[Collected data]
════════════════════

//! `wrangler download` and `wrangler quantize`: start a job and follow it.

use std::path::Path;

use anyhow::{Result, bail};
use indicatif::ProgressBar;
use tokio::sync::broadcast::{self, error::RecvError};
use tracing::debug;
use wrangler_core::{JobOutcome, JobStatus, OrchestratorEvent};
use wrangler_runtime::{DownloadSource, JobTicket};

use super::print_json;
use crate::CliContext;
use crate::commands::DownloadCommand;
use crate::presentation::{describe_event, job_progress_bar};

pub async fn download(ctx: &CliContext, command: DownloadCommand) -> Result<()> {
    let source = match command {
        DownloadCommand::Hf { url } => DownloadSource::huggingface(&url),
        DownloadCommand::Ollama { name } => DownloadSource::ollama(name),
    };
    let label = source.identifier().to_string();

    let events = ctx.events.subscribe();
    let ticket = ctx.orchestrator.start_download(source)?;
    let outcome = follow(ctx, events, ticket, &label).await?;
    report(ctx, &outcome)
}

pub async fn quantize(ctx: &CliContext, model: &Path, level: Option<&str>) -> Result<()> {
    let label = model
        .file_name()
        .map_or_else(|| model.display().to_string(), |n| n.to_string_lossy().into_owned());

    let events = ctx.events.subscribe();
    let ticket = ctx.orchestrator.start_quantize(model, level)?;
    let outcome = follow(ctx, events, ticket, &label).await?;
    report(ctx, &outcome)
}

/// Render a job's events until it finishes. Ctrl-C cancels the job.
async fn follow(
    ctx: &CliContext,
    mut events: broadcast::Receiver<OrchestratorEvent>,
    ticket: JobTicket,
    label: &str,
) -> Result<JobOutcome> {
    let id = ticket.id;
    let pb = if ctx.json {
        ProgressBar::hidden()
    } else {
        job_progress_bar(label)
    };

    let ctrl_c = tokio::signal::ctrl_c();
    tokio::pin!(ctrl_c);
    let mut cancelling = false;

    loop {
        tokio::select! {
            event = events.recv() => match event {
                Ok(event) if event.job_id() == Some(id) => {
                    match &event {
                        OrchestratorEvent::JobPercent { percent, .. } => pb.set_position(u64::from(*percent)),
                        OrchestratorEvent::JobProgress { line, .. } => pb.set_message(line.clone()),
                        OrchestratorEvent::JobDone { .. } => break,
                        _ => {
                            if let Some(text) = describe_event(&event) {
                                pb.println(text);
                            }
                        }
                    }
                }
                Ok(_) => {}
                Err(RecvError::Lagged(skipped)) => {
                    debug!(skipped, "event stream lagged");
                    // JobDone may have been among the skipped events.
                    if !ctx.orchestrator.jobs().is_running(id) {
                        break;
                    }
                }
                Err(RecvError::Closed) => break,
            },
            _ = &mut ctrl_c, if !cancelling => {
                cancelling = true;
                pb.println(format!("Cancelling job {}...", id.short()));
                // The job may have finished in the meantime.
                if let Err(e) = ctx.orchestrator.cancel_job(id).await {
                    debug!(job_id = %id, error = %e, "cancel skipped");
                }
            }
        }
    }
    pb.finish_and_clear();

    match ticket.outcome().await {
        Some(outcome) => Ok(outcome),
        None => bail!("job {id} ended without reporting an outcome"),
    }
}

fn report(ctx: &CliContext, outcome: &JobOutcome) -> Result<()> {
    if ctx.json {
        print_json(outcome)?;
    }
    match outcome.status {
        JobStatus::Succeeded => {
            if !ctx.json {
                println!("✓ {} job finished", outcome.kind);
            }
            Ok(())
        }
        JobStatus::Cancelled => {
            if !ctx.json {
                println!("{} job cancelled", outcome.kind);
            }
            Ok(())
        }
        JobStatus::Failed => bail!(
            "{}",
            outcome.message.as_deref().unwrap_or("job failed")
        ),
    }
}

════════════════════

## WHAT YOU WILL DO
Each of the records should be written out precisely as given.

## RESULT
//! `wrangler download` and `wrangler quantize`: start a job and follow it.

use std::path::Path;

use anyhow::{Result, bail};
use indicatif::ProgressBar;
use tokio::sync::broadcast::{self, error::RecvError};
use tracing::debug;
use wrangler_core::{JobOutcome, JobStatus, OrchestratorEvent};
use wrangler_runtime::{DownloadSource, JobTicket};

use super::print_json;
use crate::CliContext;
use crate::commands::DownloadCommand;
use crate::presentation::{describe_event, job_progress_bar};

pub async fn download(ctx: &CliContext, command: DownloadCommand) -> Result<()> {
    let source = match command {
        DownloadCommand::Hf { url } => DownloadSource::huggingface(&url),
        DownloadCommand::Ollama { name } => DownloadSource::ollama(name),
    };
    let label = source.identifier().to_string();

    let events = ctx.events.subscribe();
    let ticket = ctx.orchestrator.start_download(source)?;
    let outcome = follow(ctx, events, ticket, &label).await?;
    report(ctx, &outcome)
}

pub async fn quantize(ctx: &CliContext, model: &Path, level: Option<&str>) -> Result<()> {
    let label = model
        .file_name()
        .map_or_else(|| model.display().to_string(), |n| n.to_string_lossy().into_owned());

    let events = ctx.events.subscribe();
    let ticket = ctx.orchestrator.start_quantize(model, level)?;
    let outcome = follow(ctx, events, ticket, &label).await?;
    report(ctx, &outcome)
}

/// Render a job's events until it finishes. Ctrl-C cancels the job.
async fn follow(
    ctx: &CliContext,
    mut events: broadcast::Receiver<OrchestratorEvent>,
    ticket: JobTicket,
    label: &str,
) -> Result<JobOutcome> {
    let id = ticket.id;
    let pb = if ctx.json {
        ProgressBar::hidden()
    } else {
        job_progress_bar(label)
    };

    let ctrl_c = tokio::signal::ctrl_c();
    tokio::pin!(ctrl_c);
    let mut cancelling = false;

    loop {
        tokio::select! {
            event = events.recv() => match event {
                Ok(event) if event.job_id() == Some(id) => {
                    match &event {
                        OrchestratorEvent::JobPercent { percent, .. } => pb.set_position(u64::from(*percent)),
                        OrchestratorEvent::JobProgress { line, .. } => pb.set_message(line.clone()),
                        OrchestratorEvent::JobDone { .. } => break,
                        _ => {
                            if let Some(text) = describe_event(&event) {
                                pb.println(text);
                            }
                        }
                    }
                }
                Ok(_) => {}
                Err(RecvError::Lagged(skipped)) => {
                    debug!(skipped, "event stream lagged");
                    // JobDone may have been among the skipped events.
                    if !ctx.orchestrator.jobs().is_running(id) {
                        break;
                    }
                }
                Err(RecvError::Closed) => break,
            },
            _ = &mut ctrl_c, if !cancelling => {
                cancelling = true;
                pb.println(format!("Cancelling job {}...", id.short()));
                // The job may have finished in the meantime.
                if let Err(e) = ctx.orchestrator.cancel_job(id).await {
                    debug!(job_id = %id, error = %e, "cancel skipped");
                }
            }
        }
    }
    pb.finish_and_clear();

    match ticket.outcome().await {
        Some(outcome) => Ok(outcome),
        None => bail!("job {id} ended without reporting an outcome"),
    }
}

fn report(ctx: &CliContext, outcome: &JobOutcome) -> Result<()> {
    if ctx.json {
        print_json(outcome)?;
    }
    match outcome.status {
        JobStatus::Succeeded => {
            if !ctx.json {
                println!("✓ {} job finished", outcome.kind);
            }
            Ok(())
        }
        JobStatus::Cancelled => {
            if !ctx.json {
                println!("{} job cancelled", outcome.kind);
            }
            Ok(())
        }
        JobStatus::Failed => bail!(
            "{}",
            outcome.message.as_deref().unwrap_or("job failed")
        ),
    }
}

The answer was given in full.